Extended Thinking Budget Exceeded — Fix (2026)
The Error
Extended thinking budget exceeded: used 32768 tokens of 16384 allowed
The Fix
# Increase the extended thinking token budget
claude config set thinking_budget 32768
Why This Works
Sequential thinking in Claude Code allows Claude to reason through complex problems before responding. When the allocated budget is too low, Claude hits the ceiling mid-reasoning and the request fails. Setting the budget to 32768 tokens gives sufficient room for multi-step reasoning while keeping costs predictable.
If That Doesn’t Work
# Disable extended thinking entirely if budget errors persist
claude config set thinking_budget 0
# Or break your prompt into smaller, simpler sub-tasks
# that require less reasoning depth
If you are on a rate-limited plan, extended thinking tokens count toward your per-minute token limit. Reduce concurrent sessions or wait for the rate window to reset before retrying with a higher budget. You can also check current token usage with claude config get thinking_budget to confirm the new value persisted — some workspace-level configs override global settings.
Prevention
Add to your CLAUDE.md:
Extended thinking budget is set to 32768 tokens. For tasks requiring deep analysis (architecture decisions, complex refactors), use explicit step-by-step instructions to reduce reasoning depth needed.
Related
- Claude Sonnet 4.5 model guide — Guide to the claude-sonnet-4-5-20250929 model and its capabilities
Related Error Messages
This fix also applies if you see these related error messages:
TokenLimitExceeded: max tokens reachedError: output truncated at max_tokensWarning: response may be incomplete due to token limitModelNotFoundError: model 'claude-3-opus' not availableError: specified model is deprecated
Frequently Asked Questions
What causes token count mismatches?
Token counts are estimated before sending a request and precisely calculated on the server. The estimation uses a fast local tokenizer that may differ slightly from the server’s tokenizer. Small discrepancies (1-3%) are normal and do not affect functionality.

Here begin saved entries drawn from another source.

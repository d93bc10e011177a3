//! Process-wide configuration: behaviour flags plus global callbacks.

use serde::{Deserialize, Serialize};

use crate::domain::{Callback, CallbackKind, CallbackQueues};

pub const DEFAULT_PROCESS_NAME_PREFIX: &str = "[BATCHY]";

/// Behaviour flags. Every field is optional in serialized form.
#[derive(Debug, Clone, PartialEq, Eq, Serialize, Deserialize)]
#[serde(default)]
pub struct Settings {
    /// When false, starting a batch whose guid is already running ends `ignored`.
    pub allow_duplicates: bool,

    /// `clean_expired_force` refuses to run unless this is set; SIGKILL on an
    /// expired batch can hit the host application itself.
    pub allow_mass_sigkill: bool,

    /// Hand body failures back to the caller after the batch is finalized.
    pub raise_errors: bool,

    /// Relabel the process as `"{prefix} {name}"` while a batch runs.
    pub name_process: bool,

    pub process_name_prefix: String,
}

impl Default for Settings {
    fn default() -> Self {
        Self {
            allow_duplicates: true,
            allow_mass_sigkill: false,
            raise_errors: false,
            name_process: true,
            process_name_prefix: DEFAULT_PROCESS_NAME_PREFIX.to_string(),
        }
    }
}

impl Settings {
    pub fn from_json_str(json: &str) -> Result<Self, serde_json::Error> {
        serde_json::from_str(json)
    }

    /// Read `BATCHY_*` environment variables on top of the defaults.
    pub fn from_env() -> Self {
        Self::from_lookup(|key| std::env::var(key).ok())
    }

    fn from_lookup(lookup: impl Fn(&str) -> Option<String>) -> Self {
        let flag = |key: &str, default: bool| {
            lookup(key)
                .and_then(|v| match v.trim().to_ascii_lowercase().as_str() {
                    "1" | "true" | "yes" | "on" => Some(true),
                    "0" | "false" | "no" | "off" => Some(false),
                    _ => None,
                })
                .unwrap_or(default)
        };
        let defaults = Self::default();
        Self {
            allow_duplicates: flag("BATCHY_ALLOW_DUPLICATES", defaults.allow_duplicates),
            allow_mass_sigkill: flag("BATCHY_ALLOW_MASS_SIGKILL", defaults.allow_mass_sigkill),
            raise_errors: flag("BATCHY_RAISE_ERRORS", defaults.raise_errors),
            name_process: flag("BATCHY_NAME_PROCESS", defaults.name_process),
            process_name_prefix: lookup("BATCHY_PROCESS_NAME_PREFIX")
                .unwrap_or(defaults.process_name_prefix),
        }
    }

    pub fn process_title(&self, batch_name: &str) -> String {
        if self.process_name_prefix.is_empty() {
            batch_name.to_string()
        } else {
            format!("{} {}", self.process_name_prefix, batch_name)
        }
    }
}

/// Settings plus the global callbacks that run before every batch's own.
#[derive(Debug, Clone, Default)]
pub struct Config {
    pub settings: Settings,
    global_callbacks: CallbackQueues,
}

impl Config {
    pub fn new(settings: Settings) -> Self {
        Self {
            settings,
            global_callbacks: CallbackQueues::new(),
        }
    }

    pub fn allow_duplicates(mut self, allow: bool) -> Self {
        self.settings.allow_duplicates = allow;
        self
    }

    pub fn allow_mass_sigkill(mut self, allow: bool) -> Self {
        self.settings.allow_mass_sigkill = allow;
        self
    }

    pub fn raise_errors(mut self, raise: bool) -> Self {
        self.settings.raise_errors = raise;
        self
    }

    pub fn name_process(mut self, name: bool) -> Self {
        self.settings.name_process = name;
        self
    }

    pub fn process_name_prefix(mut self, prefix: impl Into<String>) -> Self {
        self.settings.process_name_prefix = prefix.into();
        self
    }

    pub fn add_global_success_callback(mut self, callback: impl Into<Callback>) -> Self {
        self.global_callbacks.push(CallbackKind::Success, callback);
        self
    }

    pub fn add_global_failure_callback(mut self, callback: impl Into<Callback>) -> Self {
        self.global_callbacks.push(CallbackKind::Failure, callback);
        self
    }

    pub fn add_global_ignore_callback(mut self, callback: impl Into<Callback>) -> Self {
        self.global_callbacks.push(CallbackKind::Ignore, callback);
        self
    }

    pub fn add_global_ensure_callback(mut self, callback: impl Into<Callback>) -> Self {
        self.global_callbacks.push(CallbackKind::Ensure, callback);
        self
    }

    pub fn global_callbacks(&self) -> &CallbackQueues {
        &self.global_callbacks
    }
}

#[cfg(test)]
mod tests {
    use super::*;
    use std::collections::HashMap;

    #[test]
    fn defaults_match_documented_values() {
        let s = Settings::default();
        assert!(s.allow_duplicates);
        assert!(!s.allow_mass_sigkill);
        assert!(!s.raise_errors);
        assert!(s.name_process);
        assert_eq!(s.process_name_prefix, "[BATCHY]");
    }

    #[test]
    fn partial_json_falls_back_to_defaults() {
        let s = Settings::from_json_str(r#"{ "allow_duplicates": false }"#).unwrap();
        assert!(!s.allow_duplicates);
        assert!(s.name_process);
        assert_eq!(s.process_name_prefix, "[BATCHY]");
    }

    #[test]
    fn env_lookup_overrides_and_ignores_garbage() {
        let env: HashMap<&str, &str> = HashMap::from([
            ("BATCHY_ALLOW_MASS_SIGKILL", "yes"),
            ("BATCHY_RAISE_ERRORS", "maybe"),
            ("BATCHY_PROCESS_NAME_PREFIX", "[BOB]"),
        ]);
        let s = Settings::from_lookup(|k| env.get(k).map(|v| v.to_string()));
        assert!(s.allow_mass_sigkill);
        assert!(!s.raise_errors);
        assert_eq!(s.process_name_prefix, "[BOB]");
    }

    #[test]
    fn process_title_uses_prefix() {
        let s = Settings {
            process_name_prefix: "[BOB]".into(),
            ..Settings::default()
        };
        assert_eq!(s.process_title("test"), "[BOB] test");

        let bare = Settings {
            process_name_prefix: String::new(),
            ..Settings::default()
        };
        assert_eq!(bare.process_title("test"), "test");
    }

    #[test]
    fn global_callbacks_are_kept_per_kind() {
        let config = Config::default()
            .add_global_failure_callback(Callback::new(|_| Ok(())))
            .add_global_ensure_callback(Callback::new(|_| Ok(())))
            .add_global_ensure_callback(Callback::new(|_| Ok(())));
        assert_eq!(config.global_callbacks().len(CallbackKind::Failure), 1);
        assert_eq!(config.global_callbacks().len(CallbackKind::Ensure), 2);
        assert_eq!(config.global_callbacks().len(CallbackKind::Success), 0);
    }
}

How do I reduce token consumption in long sessions?
Start new conversations for unrelated tasks. Each message in a conversation includes the full history, so long conversations consume exponentially more tokens. A 50-message conversation may use 10x the tokens of five 10-message conversations.
Can I see my token usage?
Run claude usage to see your current billing period’s token consumption broken down by model. The Anthropic console at console.anthropic.com provides detailed usage graphs and per-day breakdowns.
Which model does Claude Code use by default?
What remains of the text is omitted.